## BRIEF
When you answer, give every record back exactly as written.

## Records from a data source

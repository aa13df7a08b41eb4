//! Infrastructure Adapters
//!
//! 六边形架构的适配器实现

pub mod api_client;
pub mod storage;

pub use api_client::*;
pub use storage::*;
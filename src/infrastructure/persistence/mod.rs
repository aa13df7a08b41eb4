//! Persistence Layer - 数据持久化
//!
//! Sled 存储实现

pub mod sled;

pub use self::sled::{SledDraftStore, SledDraftStoreConfig};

## TASK SOLUTION
repository aa13df7a08b41eb4
//! Infrastructure Adapters
//!
//! 六边形架构的适配器实现

pub mod api_client;
pub mod storage;

pub use api_client::*;
pub use storage::*;
filename src/infrastructure/persistence/mod.rs
repository aa13df7a08b41eb4
//! Persistence Layer - 数据持久化
//!
//! Sled 存储实现

pub mod sled;

pub use self::sled::{SledDraftStore, SledDraftStoreConfig};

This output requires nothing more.